Try it: Pick every line out of the entries below that holds the string "rendering", and report them.
#### Material for the task ####
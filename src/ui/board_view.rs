//! Board rendering for the Reversi GUI

use crate::board::{Board, Cell, Color, Pos, BOARD_SIZE};
use crate::rules::is_legal_move;
use egui::{Color32, CornerRadius, Painter, Pos2, Rect, Sense, Stroke, Vec2};

use super::theme::*;

/// What the board view needs to draw one frame
pub struct BoardScene<'a> {
    pub board: &'a Board,
    pub to_move: Color,
    pub last_move: Option<Pos>,
    pub suggested_move: Option<Pos>,
    /// Legal moves to mark; empty when the human may not move
    pub legal: &'a [Pos],
    pub accepts_input: bool,
}

/// Board view handles rendering and input for the game board
pub struct BoardView {
    /// Cached cell size for coordinate calculations
    cell_size: f32,
    /// Board drawing area
    board_rect: Rect,
}

impl Default for BoardView {
    fn default() -> Self {
        Self {
            cell_size: 60.0,
            board_rect: Rect::NOTHING,
        }
    }
}

impl BoardView {
    /// Render the board and return the clicked legal position if any
    pub fn show(&mut self, ui: &mut egui::Ui, scene: &BoardScene<'_>) -> Option<Pos> {
        let available_size = ui.available_size();
        let board_size = (available_size.x.min(available_size.y) - 20.0).max(200.0);
        self.cell_size = (board_size - 2.0 * BOARD_MARGIN) / BOARD_SIZE as f32;

        let (response, painter) =
            ui.allocate_painter(Vec2::new(board_size, board_size), Sense::click());
        self.board_rect = response.rect;

        painter.rect_filled(self.board_rect, CornerRadius::same(6), BOARD_BORDER);
        painter.rect_filled(self.play_rect(), CornerRadius::ZERO, BOARD_BG);

        self.draw_grid(&painter);
        self.draw_coordinates(&painter);
        self.draw_discs(&painter, scene.board);

        for &pos in scene.legal {
            painter.circle_filled(
                self.board_to_screen(pos),
                self.cell_size * HINT_RADIUS_RATIO,
                legal_hint(),
            );
        }

        if let Some(pos) = scene.last_move {
            painter.circle_filled(self.board_to_screen(pos), LAST_MOVE_MARKER_RADIUS, LAST_MOVE_MARKER);
        }

        if let Some(pos) = scene.suggested_move {
            self.draw_suggestion(&painter, pos, scene.to_move);
        }

        if !scene.accepts_input {
            return None;
        }

        let board_pos = response.hover_pos().and_then(|p| self.screen_to_board(p))?;
        let is_valid = is_legal_move(scene.board, board_pos, scene.to_move);
        if scene.board.get(board_pos) == Cell::Empty {
            self.draw_hover_preview(&painter, board_pos, scene.to_move, is_valid);
        }

        (response.clicked() && is_valid).then_some(board_pos)
    }

    fn play_rect(&self) -> Rect {
        self.board_rect.shrink(BOARD_MARGIN)
    }

    /// Draw the 8x8 cell grid
    fn draw_grid(&self, painter: &Painter) {
        let stroke = Stroke::new(GRID_LINE_WIDTH, GRID_LINE);
        let play = self.play_rect();

        for i in 0..=BOARD_SIZE {
            let offset = i as f32 * self.cell_size;
            painter.line_segment(
                [Pos2::new(play.min.x + offset, play.min.y), Pos2::new(play.min.x + offset, play.max.y)],
                stroke,
            );
            painter.line_segment(
                [Pos2::new(play.min.x, play.min.y + offset), Pos2::new(play.max.x, play.min.y + offset)],
                stroke,
            );
        }
    }

    /// Row and column numbers, 1-8, matching the console
    fn draw_coordinates(&self, painter: &Painter) {
        let font = egui::FontId::proportional(13.0);
        let half = BOARD_MARGIN * 0.5;

        for i in 1..=BOARD_SIZE as u8 {
            let center = self.board_to_screen(Pos::new(i, i));
            let label = i.to_string();

            for pos in [
                Pos2::new(center.x, self.board_rect.min.y + half),
                Pos2::new(center.x, self.board_rect.max.y - half),
            ] {
                painter.text(pos, egui::Align2::CENTER_CENTER, &label, font.clone(), LABEL);
            }
            for pos in [
                Pos2::new(self.board_rect.min.x + half, center.y),
                Pos2::new(self.board_rect.max.x - half, center.y),
            ] {
                painter.text(pos, egui::Align2::CENTER_CENTER, &label, font.clone(), LABEL);
            }
        }
    }

    fn draw_discs(&self, painter: &Painter, board: &Board) {
        for pos in Pos::all_interior() {
            if let Some(color) = board.get(pos).color() {
                self.draw_disc(painter, pos, color);
            }
        }
    }

    /// Draw a single disc with a soft shadow
    fn draw_disc(&self, painter: &Painter, pos: Pos, color: Color) {
        let center = self.board_to_screen(pos);
        let radius = self.cell_size * DISC_RADIUS_RATIO;
        let shadow_offset = Vec2::new(2.0, 2.0);

        match color {
            Color::Black => {
                painter.circle_filled(
                    center + shadow_offset,
                    radius,
                    Color32::from_rgba_unmultiplied(0, 0, 0, 70),
                );
                painter.circle_filled(center, radius, BLACK_DISC);
                painter.circle_filled(
                    center + Vec2::new(-radius * 0.3, -radius * 0.3),
                    radius * 0.2,
                    BLACK_DISC_HIGHLIGHT,
                );
            }
            Color::White => {
                painter.circle_filled(
                    center + shadow_offset,
                    radius,
                    Color32::from_rgba_unmultiplied(0, 0, 0, 50),
                );
                painter.circle_filled(center, radius, WHITE_DISC);
                painter.circle_stroke(
                    center,
                    radius * 0.85,
                    Stroke::new(radius * 0.1, WHITE_DISC_SHADOW),
                );
            }
        }
    }

    fn draw_suggestion(&self, painter: &Painter, pos: Pos, turn: Color) {
        let center = self.board_to_screen(pos);
        let radius = self.cell_size * DISC_RADIUS_RATIO;

        let (fill, text) = match turn {
            Color::Black => (Color32::from_rgba_unmultiplied(20, 20, 20, 110), WHITE_DISC),
            Color::White => (Color32::from_rgba_unmultiplied(240, 240, 240, 110), BLACK_DISC),
        };
        painter.circle_filled(center, radius, fill);
        painter.text(
            center,
            egui::Align2::CENTER_CENTER,
            "?",
            egui::FontId::proportional(18.0),
            text,
        );
    }

    fn draw_hover_preview(&self, painter: &Painter, pos: Pos, turn: Color, is_valid: bool) {
        let center = self.board_to_screen(pos);
        let radius = self.cell_size * DISC_RADIUS_RATIO;

        let color = match (is_valid, turn) {
            (false, _) => hover_invalid(),
            (true, Color::Black) => Color32::from_rgba_unmultiplied(20, 20, 20, 90),
            (true, Color::White) => Color32::from_rgba_unmultiplied(240, 240, 240, 90),
        };
        painter.circle_filled(center, radius, color);
    }

    /// Convert screen coordinates to a playable board position
    pub fn screen_to_board(&self, screen_pos: Pos2) -> Option<Pos> {
        let relative = screen_pos - self.play_rect().min;
        let col = (relative.x / self.cell_size).floor() as i32 + 1;
        let row = (relative.y / self.cell_size).floor() as i32 + 1;
        Pos::interior(row, col)
    }

    /// Center of the cell holding `pos`
    pub fn board_to_screen(&self, pos: Pos) -> Pos2 {
        let play = self.play_rect();
        let x = play.min.x + (pos.col as f32 - 0.5) * self.cell_size;
        let y = play.min.y + (pos.row as f32 - 0.5) * self.cell_size;
        Pos2::new(x, y)
    }
}

#[cfg(test)]
mod tests {
    use super::*;

    fn view() -> BoardView {
        BoardView {
            cell_size: 50.0,
            board_rect: Rect::from_min_size(
                Pos2::ZERO,
                Vec2::splat(BOARD_SIZE as f32 * 50.0 + 2.0 * BOARD_MARGIN),
            ),
        }
    }

    #[test]
    fn test_cell_centers_map_back() {
        let view = view();
        for pos in Pos::all_interior() {
            assert_eq!(view.screen_to_board(view.board_to_screen(pos)), Some(pos));
        }
    }

    #[test]
    fn test_margin_is_off_board() {
        let view = view();
        assert_eq!(view.screen_to_board(Pos2::new(5.0, 5.0)), None);
        let far = BOARD_SIZE as f32 * 50.0 + 2.0 * BOARD_MARGIN - 3.0;
        assert_eq!(view.screen_to_board(Pos2::new(far, 100.0)), None);
    }
}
####
Answer below:
//! Board rendering for the Reversi GUI
/// Board view handles rendering and input for the game board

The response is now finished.